This is the documentation for CDH 5.1.x. Documentation for other versions is available at Cloudera Documentation.

Using Impala through a Proxy for High Availability

For most clusters that have multiple users and production availability requirements, you might set up a proxy server to relay requests to and from Impala. This configuration has the following advantages:

Applications connect to a single well-known host and port, rather than keeping track of the hosts where the impalad daemon is running.
If any host running the impalad daemon becomes unavailable, application connection requests will still succeed because you always connect to the proxy server.
The "coordinator node" for each Impala query potentially requires more memory and CPU cycles than the other nodes that process the query. The proxy server can issue queries using round-robin scheduling, so that each connection uses a different coordinator node. This load-balancing technique lets the Impala nodes share this additional work, rather than concentrating it on a single machine.

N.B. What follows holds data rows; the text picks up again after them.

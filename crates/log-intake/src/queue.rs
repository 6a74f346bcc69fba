// Copyright 2023-Present Datadog, Inc. https://www.datadoghq.com/
// SPDX-License-Identifier: Apache-2.0

use std::sync::Arc;

use async_trait::async_trait;
use chrono::{DateTime, Utc};
use serde::{Deserialize, Serialize};
use tokio::sync::mpsc::{self, error::TryRecvError, error::TrySendError};
use tokio::sync::Mutex;
use uuid::Uuid;

use crate::entry::LogPayload;
use crate::error::QueueError;

/// One unit of deferred write work.
#[derive(Debug, Clone, PartialEq, Serialize, Deserialize)]
pub struct IngestJob {
    pub job_id: Uuid,
    pub payload: LogPayload,
    pub enqueued_at: DateTime<Utc>,
}

impl IngestJob {
    pub fn new(payload: LogPayload) -> Self {
        IngestJob {
            job_id: Uuid::new_v4(),
            payload,
            enqueued_at: Utc::now(),
        }
    }
}

/// Acknowledgment that a job was accepted by the queue.
#[derive(Debug, Clone, Copy, PartialEq, Eq, Serialize)]
pub struct JobHandle {
    pub job_id: Uuid,
    pub enqueued_at: DateTime<Utc>,
}

#[async_trait]
pub trait IngestionQueue: Send + Sync {
    /// Hands a job to the queue without waiting for it to be processed.
    async fn enqueue(&self, job: IngestJob) -> Result<JobHandle, QueueError>;

    /// Jobs accepted but not yet taken by a worker.
    fn depth(&self) -> usize;
}

/// Bounded in-process queue over a tokio mpsc channel.
///
/// `enqueue` never waits: a full channel is reported as [`QueueError::Full`].
#[derive(Debug, Clone)]
pub struct ChannelQueue {
    tx: mpsc::Sender<IngestJob>,
}

impl ChannelQueue {
    pub fn new(capacity: usize) -> (ChannelQueue, JobReceiver) {
        let (tx, rx) = mpsc::channel(capacity.max(1));
        (
            ChannelQueue { tx },
            JobReceiver {
                rx: Arc::new(Mutex::new(rx)),
            },
        )
    }
}

#[async_trait]
impl IngestionQueue for ChannelQueue {
    async fn enqueue(&self, job: IngestJob) -> Result<JobHandle, QueueError> {
        let handle = JobHandle {
            job_id: job.job_id,
            enqueued_at: job.enqueued_at,
        };
        match self.tx.try_send(job) {
            Ok(()) => Ok(handle),
            Err(TrySendError::Full(_)) => Err(QueueError::Full),
            Err(TrySendError::Closed(_)) => Err(QueueError::Closed),
        }
    }

    fn depth(&self) -> usize {
        self.tx.max_capacity() - self.tx.capacity()
    }
}

/// Receiving side of a [`ChannelQueue`], shared by every worker.
///
/// Each call hands a job to exactly one caller.
#[derive(Debug, Clone)]
pub struct JobReceiver {
    rx: Arc<Mutex<mpsc::Receiver<IngestJob>>>,
}

impl JobReceiver {
    /// Waits for the next job. `None` once every sender is gone and the queue is empty.
    pub async fn recv(&self) -> Option<IngestJob> {
        self.rx.lock().await.recv().await
    }

    /// Takes a job only if one is already waiting.
    pub async fn try_recv(&self) -> Option<IngestJob> {
        match self.rx.lock().await.try_recv() {
            Ok(job) => Some(job),
            Err(TryRecvError::Empty | TryRecvError::Disconnected) => None,
        }
    }

    /// Stops accepting new jobs; already queued jobs can still be received.
    pub async fn close(&self) {
        self.rx.lock().await.close();
    }
}
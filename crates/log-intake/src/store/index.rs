// Copyright 2023-Present Datadog, Inc. https://www.datadoghq.com/
// SPDX-License-Identifier: Apache-2.0

use std::cmp::Reverse;
use std::collections::{BTreeSet, HashMap};
use std::ops::Bound;

use chrono::{DateTime, Utc};
use uuid::Uuid;

use crate::entry::{Level, LogEntry};
use crate::store::{Page, PageRequest, SearchFilters};

/// Secondary index key. Ascending order is most recent timestamp first, then id.
type TimeKey = (Reverse<DateTime<Utc>>, Uuid);

type TimeIndex = BTreeSet<TimeKey>;

const MAX_UUID: Uuid = Uuid::from_u128(u128::MAX);

/// In-memory primary and secondary indexes over stored entries.
///
/// Not synchronized; adapters wrap it in their own lock.
#[derive(Debug, Default)]
pub struct LogIndex {
    entries: HashMap<Uuid, LogEntry>,
    by_timestamp: TimeIndex,
    by_trace: HashMap<Uuid, TimeIndex>,
    by_level: HashMap<Level, TimeIndex>,
    by_service: HashMap<String, TimeIndex>,
    by_service_level: HashMap<(String, Level), TimeIndex>,
}

impl LogIndex {
    pub fn new() -> Self {
        Self::default()
    }

    pub fn len(&self) -> usize {
        self.entries.len()
    }

    pub fn get(&self, id: &Uuid) -> Option<&LogEntry> {
        self.entries.get(id)
    }

    /// Inserts an entry unless its id is already indexed.
    ///
    /// Returns the stored entry and whether it was newly inserted.
    pub fn insert(&mut self, entry: LogEntry) -> (LogEntry, bool) {
        if let Some(existing) = self.entries.get(&entry.id) {
            return (existing.clone(), false);
        }

        let key: TimeKey = (Reverse(entry.timestamp), entry.id);
        self.by_timestamp.insert(key);
        self.by_trace.entry(entry.trace_id).or_default().insert(key);
        self.by_level.entry(entry.level).or_default().insert(key);
        self.by_service
            .entry(entry.service_name.clone())
            .or_default()
            .insert(key);
        self.by_service_level
            .entry((entry.service_name.clone(), entry.level))
            .or_default()
            .insert(key);

        self.entries.insert(entry.id, entry.clone());
        (entry, true)
    }

    pub fn search(&self, filters: &SearchFilters, request: PageRequest) -> Page<LogEntry> {
        if let (Some(from), Some(to)) = (filters.date_from, filters.date_to) {
            if from > to {
                return Page::empty(request);
            }
        }
        let Some(index) = self.select_index(filters) else {
            return Page::empty(request);
        };

        let mut total = 0;
        let mut items = Vec::with_capacity(request.per_page);
        let offset = request.offset();

        for (_, id) in index.range(time_range(filters)) {
            let Some(entry) = self.entries.get(id) else {
                continue;
            };
            if !filters.matches(entry) {
                continue;
            }
            if total >= offset && items.len() < request.per_page {
                items.push(entry.clone());
            }
            total += 1;
        }

        Page {
            items,
            total,
            per_page: request.per_page,
            current_page: request.page,
        }
    }

    /// Picks the narrowest index able to serve the filters. `None` means some
    /// equality filter has no entries at all.
    fn select_index(&self, filters: &SearchFilters) -> Option<&TimeIndex> {
        if let Some(trace_id) = filters.trace_id {
            return self.by_trace.get(&trace_id);
        }
        match (filters.service_name(), filters.level) {
            (Some(service), Some(level)) => self
                .by_service_level
                .get(&(service.to_string(), level)),
            (Some(service), None) => self.by_service.get(service),
            (None, Some(level)) => self.by_level.get(&level),
            (None, None) => Some(&self.by_timestamp),
        }
    }
}

fn time_range(filters: &SearchFilters) -> (Bound<TimeKey>, Bound<TimeKey>) {
    let start = match filters.date_to {
        Some(to) => Bound::Included((Reverse(to), Uuid::nil())),
        None => Bound::Unbounded,
    };
    let end = match filters.date_from {
        Some(from) => Bound::Included((Reverse(from), MAX_UUID)),
        None => Bound::Unbounded,
    };
    (start, end)
}
// Copyright 2023-Present Datadog, Inc. https://www.datadoghq.com/
// SPDX-License-Identifier: Apache-2.0

//! Durable store writing one JSON document per line.
//!
//! The file is the source of truth; the in-memory [`LogIndex`] is rebuilt from
//! it on open. Lines that fail to parse are skipped with a warning, and when an
//! id appears more than once the first occurrence wins. An append that fails
//! part-way is truncated away before the next one, so a retried write always
//! starts on a fresh line.

use std::path::Path;

use async_trait::async_trait;
use chrono::Utc;
use tokio::fs::{File, OpenOptions};
use tokio::io::AsyncWriteExt;
use tokio::sync::{Mutex, RwLock};
use tracing::{debug, info, warn};
use uuid::Uuid;

use crate::entry::{LogEntry, LogRecord};
use crate::error::StoreError;
use crate::store::index::LogIndex;
use crate::store::{LogStore, Page, PageRequest, SearchFilters};

#[derive(Debug)]
pub struct FileStore {
    /// Serializes writers so the existence check and the append happen as one step.
    file: Mutex<LogFile>,
    index: RwLock<LogIndex>,
}

/// The append handle plus the length of the file up to its last complete line.
#[derive(Debug)]
struct LogFile {
    file: File,
    committed_len: u64,
}

impl LogFile {
    async fn append(&mut self, line: &[u8]) -> Result<(), StoreError> {
        let on_disk = self.file.metadata().await?.len();
        if on_disk != self.committed_len {
            warn!(
                "Discarding {} bytes left by an incomplete write",
                on_disk.saturating_sub(self.committed_len)
            );
            self.file.set_len(self.committed_len).await?;
        }

        if let Err(e) = self.write_line(line).await {
            if let Err(truncate_err) = self.file.set_len(self.committed_len).await {
                warn!("Failed to discard incomplete write: {truncate_err}");
            }
            return Err(e.into());
        }
        self.committed_len += line.len() as u64;
        Ok(())
    }

    async fn write_line(&mut self, line: &[u8]) -> std::io::Result<()> {
        self.file.write_all(line).await?;
        self.file.flush().await
    }
}

impl FileStore {
    pub async fn open(path: impl AsRef<Path>) -> Result<Self, StoreError> {
        let path = path.as_ref();
        if let Some(parent) = path.parent().filter(|p| !p.as_os_str().is_empty()) {
            tokio::fs::create_dir_all(parent).await?;
        }

        let contents = match tokio::fs::read(&path).await {
            Ok(contents) => contents,
            Err(e) if e.kind() == std::io::ErrorKind::NotFound => Vec::new(),
            Err(e) => return Err(e.into()),
        };
        let index = replay(path, &contents);

        let mut file = OpenOptions::new()
            .create(true)
            .append(true)
            .open(path)
            .await?;

        // a torn final line must not swallow the next append
        if contents.last().is_some_and(|byte| *byte != b'\n') {
            file.write_all(b"\n").await?;
            file.flush().await?;
        }
        let committed_len = file.metadata().await?.len();

        info!(
            "Opened log store at {} with {} entries",
            path.display(),
            index.len()
        );

        Ok(FileStore {
            file: Mutex::new(LogFile {
                file,
                committed_len,
            }),
            index: RwLock::new(index),
        })
    }
}

fn replay(path: &Path, contents: &[u8]) -> LogIndex {
    let mut index = LogIndex::new();
    let mut skipped = 0usize;

    for (line_no, line) in contents.split(|byte| *byte == b'\n').enumerate() {
        if line.iter().all(u8::is_ascii_whitespace) {
            continue;
        }
        match serde_json::from_slice::<LogEntry>(line) {
            Ok(entry) => {
                index.insert(entry);
            }
            Err(e) => {
                skipped += 1;
                warn!(
                    "Skipping unreadable line {} in {}: {e}",
                    line_no + 1,
                    path.display()
                );
            }
        }
    }

    if skipped > 0 {
        warn!("Skipped {skipped} unreadable lines in {}", path.display());
    }
    index
}

#[async_trait]
impl LogStore for FileStore {
    async fn create(&self, record: LogRecord) -> Result<LogEntry, StoreError> {
        let mut file = self.file.lock().await;

        if let Some(existing) = self.index.read().await.get(&record.id) {
            debug!("Log entry {} already stored, keeping existing record", existing.id);
            return Ok(existing.clone());
        }

        let entry = LogEntry::from_record(record, Utc::now());
        let mut line = serde_json::to_vec(&entry)?;
        line.push(b'\n');
        file.append(&line).await?;

        let (stored, _) = self.index.write().await.insert(entry);
        Ok(stored)
    }

    async fn find_by_id(&self, id: &Uuid) -> Result<Option<LogEntry>, StoreError> {
        Ok(self.index.read().await.get(id).cloned())
    }

    async fn search(
        &self,
        filters: &SearchFilters,
        page: PageRequest,
    ) -> Result<Page<LogEntry>, StoreError> {
        Ok(self.index.read().await.search(filters, page))
    }

    async fn len(&self) -> Result<usize, StoreError> {
        Ok(self.index.read().await.len())
    }
}
// Copyright 2023-Present Datadog, Inc. https://www.datadoghq.com/
// SPDX-License-Identifier: Apache-2.0

//! Deferred persistence of queued log entries.
//!
//! ```text
//!   JobReceiver ──> worker 0 ─┐
//!               ──> worker 1 ─┼──> normalize ──> LogStore::create (timeout, retry)
//!               ──> worker N ─┘                         │
//!                                                       └── budget exhausted ──> DeadLetterObserver
//! ```
//!
//! Each worker runs one job to completion before taking the next. The entry id
//! is fixed before the first attempt, so every retry writes the same id and the
//! store's upsert-by-id keeps a single record.

use std::sync::Arc;
use std::time::Duration;

use chrono::Utc;
use tokio::task::JoinSet;
use tokio_util::sync::CancellationToken;
use tracing::{debug, error, warn};

use crate::config::Config;
use crate::dead_letter::{DeadLetter, DeadLetterObserver};
use crate::entry::{normalize, LogEntry, LogRecord};
use crate::error::{PermanentWriteFailure, WriteError};
use crate::queue::{IngestJob, JobReceiver};
use crate::store::LogStore;

#[derive(Debug, Clone, Copy, PartialEq, Eq)]
pub struct RetryPolicy {
    /// Total attempts per job, including the first.
    pub max_attempts: u32,
    /// Hard limit on a single attempt.
    pub attempt_timeout: Duration,
    /// Delay before the second attempt; doubles for each later one.
    pub backoff_base: Duration,
}

impl Default for RetryPolicy {
    fn default() -> Self {
        RetryPolicy {
            max_attempts: 3,
            attempt_timeout: Duration::from_secs(60),
            backoff_base: Duration::from_millis(100),
        }
    }
}

impl RetryPolicy {
    pub fn from_config(config: &Config) -> Self {
        RetryPolicy {
            max_attempts: config.job_max_attempts,
            attempt_timeout: Duration::from_secs(config.job_timeout_secs),
            backoff_base: Duration::from_millis(config.job_retry_backoff_base_ms),
        }
    }

    /// Delay after the given failed attempt (1-based).
    pub fn backoff(&self, attempt: u32) -> Duration {
        self.backoff_base
            .saturating_mul(2_u32.saturating_pow(attempt.saturating_sub(1)))
    }
}

pub struct WriteWorker {
    store: Arc<dyn LogStore>,
    dead_letters: Arc<dyn DeadLetterObserver>,
    policy: RetryPolicy,
}

impl WriteWorker {
    pub fn new(
        store: Arc<dyn LogStore>,
        dead_letters: Arc<dyn DeadLetterObserver>,
        policy: RetryPolicy,
    ) -> Self {
        WriteWorker {
            store,
            dead_letters,
            policy,
        }
    }

    /// Persists one job, retrying within the policy.
    ///
    /// A job that runs out of attempts is reported to the dead-letter observer
    /// before the failure is returned.
    pub async fn process(&self, job: IngestJob) -> Result<LogEntry, PermanentWriteFailure> {
        let record = normalize(job.payload.clone(), Utc::now());
        let max_attempts = self.policy.max_attempts.max(1);
        let mut attempt = 0;

        loop {
            attempt += 1;
            let source = match self.attempt(record.clone()).await {
                Ok(entry) => {
                    debug!(
                        "Stored log entry {} (job {}, attempt {attempt})",
                        entry.id, job.job_id
                    );
                    return Ok(entry);
                }
                Err(e) => e,
            };

            if attempt >= max_attempts {
                self.dead_letters.observe(DeadLetter {
                    job_id: job.job_id,
                    payload: job.payload,
                    error: source.to_string(),
                    attempts: attempt,
                    failed_at: Utc::now(),
                });
                return Err(PermanentWriteFailure {
                    entry_id: record.id,
                    attempts: attempt,
                    source,
                });
            }

            warn!(
                "Write attempt {attempt}/{max_attempts} for log entry {} failed: {source}",
                record.id
            );
            tokio::time::sleep(self.policy.backoff(attempt)).await;
        }
    }

    async fn attempt(&self, record: LogRecord) -> Result<LogEntry, WriteError> {
        match tokio::time::timeout(self.policy.attempt_timeout, self.store.create(record)).await {
            Ok(result) => Ok(result?),
            Err(_) => Err(WriteError::Timeout(self.policy.attempt_timeout)),
        }
    }

    /// Takes jobs until cancelled or until the queue is closed and empty.
    ///
    /// After cancellation the job in hand is finished and jobs already waiting
    /// in the queue are drained.
    pub async fn run(self: Arc<Self>, jobs: JobReceiver, cancel: CancellationToken) {
        loop {
            let job = tokio::select! {
                biased;
                _ = cancel.cancelled() => break,
                job = jobs.recv() => match job {
                    Some(job) => job,
                    None => return,
                },
            };
            // failures are already routed to the dead-letter observer
            let _ = self.process(job).await;
        }

        let mut drained = 0;
        while let Some(job) = jobs.try_recv().await {
            let _ = self.process(job).await;
            drained += 1;
        }
        if drained > 0 {
            debug!("Drained {drained} queued jobs on shutdown");
        }
    }
}

/// A fixed number of [`WriteWorker`] tasks sharing one queue.
pub struct WorkerPool {
    worker: Arc<WriteWorker>,
    jobs: JobReceiver,
    size: usize,
}

impl WorkerPool {
    pub fn new(worker: Arc<WriteWorker>, jobs: JobReceiver, size: usize) -> Self {
        WorkerPool {
            worker,
            jobs,
            size: size.max(1),
        }
    }

    pub fn size(&self) -> usize {
        self.size
    }

    /// Spawns the workers. They stop once `cancel` fires and the queue has drained.
    pub fn start(self, cancel: CancellationToken) -> WorkerPoolHandle {
        let mut workers = JoinSet::new();
        for _ in 0..self.size {
            let worker = Arc::clone(&self.worker);
            let jobs = self.jobs.clone();
            let cancel = cancel.clone();
            workers.spawn(worker.run(jobs, cancel));
        }
        debug!("Started {} write workers", self.size);
        WorkerPoolHandle {
            workers,
            worker: self.worker,
            jobs: self.jobs,
            cancel,
        }
    }
}

pub struct WorkerPoolHandle {
    workers: JoinSet<()>,
    worker: Arc<WriteWorker>,
    jobs: JobReceiver,
    cancel: CancellationToken,
}

impl WorkerPoolHandle {
    /// Stops the workers, closes the queue to new jobs and persists whatever is
    /// still queued before returning.
    pub async fn shutdown(mut self) {
        // idle workers hold the receiver while waiting, so they must stop first
        self.cancel.cancel();
        self.jobs.close().await;
        self.join().await;

        while let Some(job) = self.jobs.try_recv().await {
            let _ = self.worker.process(job).await;
        }
    }

    /// Waits for every worker to exit.
    pub async fn join(&mut self) {
        while let Some(result) = self.workers.join_next().await {
            if let Err(e) = result {
                error!("Write worker exited abnormally: {e}");
            }
        }
    }
}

The following setup steps are a general outline that apply to any load-balancing proxy software.

Download the load-balancing proxy software. It should only need to be installed and configured on a single host.
Configure the software (typically by editing a configuration file). Set up a port that the load balancer will listen on to relay Impala requests back and forth.
Specify the host and port settings for each Impala node. These are the hosts that the load balancer will choose from when relaying each Impala query. See Appendix A - Ports Used by Impala for when to use port 21000, 21050, or another value depending on what type of connections you are load balancing.
Run the load-balancing proxy server, pointing it at the configuration file that you set up.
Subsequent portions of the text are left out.